What needs to be done:
Reproduce verbatim the line where "pub struct WebhookAcceptedResponse" occurs, along with all following lines down to the last line of the data.

[Data extracted from a collection]
____________________
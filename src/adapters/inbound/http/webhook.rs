use std::net::SocketAddr;

use axum::{
    extract::{ConnectInfo, State},
    Json,
};
use serde::Serialize;

use crate::application::{IntakeOutcome, IntakeRejection, IntakeRequest};

use super::dtos::WebhookSignalRequest;
use super::error::{ApiResult, ProblemDetails};
use super::AppState;

#[derive(Debug, Serialize)]
pub struct WebhookAcceptedResponse {
    pub signal_id: String,
    pub symbol: String,
    pub action: String,
    pub duplicate: bool,
}

/// `POST /webhook`, spec §4.1/§6. Per-source-IP rate limiting is checked
/// first so an abusive caller never reaches the passphrase comparison;
/// everything past that is entirely the `SignalIntakeService`'s concern,
/// this handler only maps its outcome onto an HTTP status.
pub async fn receive_signal(
    State(state): State<AppState>,
    ConnectInfo(addr): ConnectInfo<SocketAddr>,
    Json(body): Json<WebhookSignalRequest>,
) -> ApiResult<Json<WebhookAcceptedResponse>> {
    if let Err(retry_after_secs) = state.webhook_rate_limiter.check(&addr.ip().to_string()).await {
        return Err(ProblemDetails::rate_limited(format!("retry after {retry_after_secs}s")));
    }

    let request = IntakeRequest {
        passphrase: body.passphrase,
        symbol: body.symbol,
        action: body.action,
        risk_perc: body.risk_perc,
        leverage: body.leverage,
        tp_perc: body.tp_perc,
        sl_perc: body.sl_perc,
        strategy_id: body.strategy_id,
    };

    match state.signal_intake.ingest(request).await {
        Ok(IntakeOutcome::Queued { signal_id, symbol, action }) => Ok(Json(WebhookAcceptedResponse { signal_id, symbol, action, duplicate: false })),
        Ok(IntakeOutcome::Duplicate { signal_id, symbol, action }) => Ok(Json(WebhookAcceptedResponse { signal_id, symbol, action, duplicate: true })),
        Err(IntakeRejection::PassphraseMismatch) => Err(ProblemDetails::forbidden("webhook passphrase did not match")),
        Err(IntakeRejection::SchemaInvalid(detail)) => Err(ProblemDetails::validation_error(detail)),
    }
}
____________________
Answer box:
pub struct WebhookAcceptedResponse {
    pub signal_id: String,
    pub symbol: String,
    pub action: String,
    pub duplicate: bool,
}

/// `POST /webhook`, spec §4.1/§6. Per-source-IP rate limiting is checked
/// first so an abusive caller never reaches the passphrase comparison;
/// everything past that is entirely the `SignalIntakeService`'s concern,
/// this handler only maps its outcome onto an HTTP status.
pub async fn receive_signal(
    State(state): State<AppState>,
    ConnectInfo(addr): ConnectInfo<SocketAddr>,
    Json(body): Json<WebhookSignalRequest>,
) -> ApiResult<Json<WebhookAcceptedResponse>> {
    if let Err(retry_after_secs) = state.webhook_rate_limiter.check(&addr.ip().to_string()).await {
        return Err(ProblemDetails::rate_limited(format!("retry after {retry_after_secs}s")));
    }

    let request = IntakeRequest {
        passphrase: body.passphrase,
        symbol: body.symbol,
        action: body.action,
        risk_perc: body.risk_perc,
        leverage: body.leverage,
        tp_perc: body.tp_perc,
        sl_perc: body.sl_perc,
        strategy_id: body.strategy_id,
    };

    match state.signal_intake.ingest(request).await {
        Ok(IntakeOutcome::Queued { signal_id, symbol, action }) => Ok(Json(WebhookAcceptedResponse { signal_id, symbol, action, duplicate: false })),
        Ok(IntakeOutcome::Duplicate { signal_id, symbol, action }) => Ok(Json(WebhookAcceptedResponse { signal_id, symbol, action, duplicate: true })),
        Err(IntakeRejection::PassphraseMismatch) => Err(ProblemDetails::forbidden("webhook passphrase did not match")),
        Err(IntakeRejection::SchemaInvalid(detail)) => Err(ProblemDetails::validation_error(detail)),
    }
}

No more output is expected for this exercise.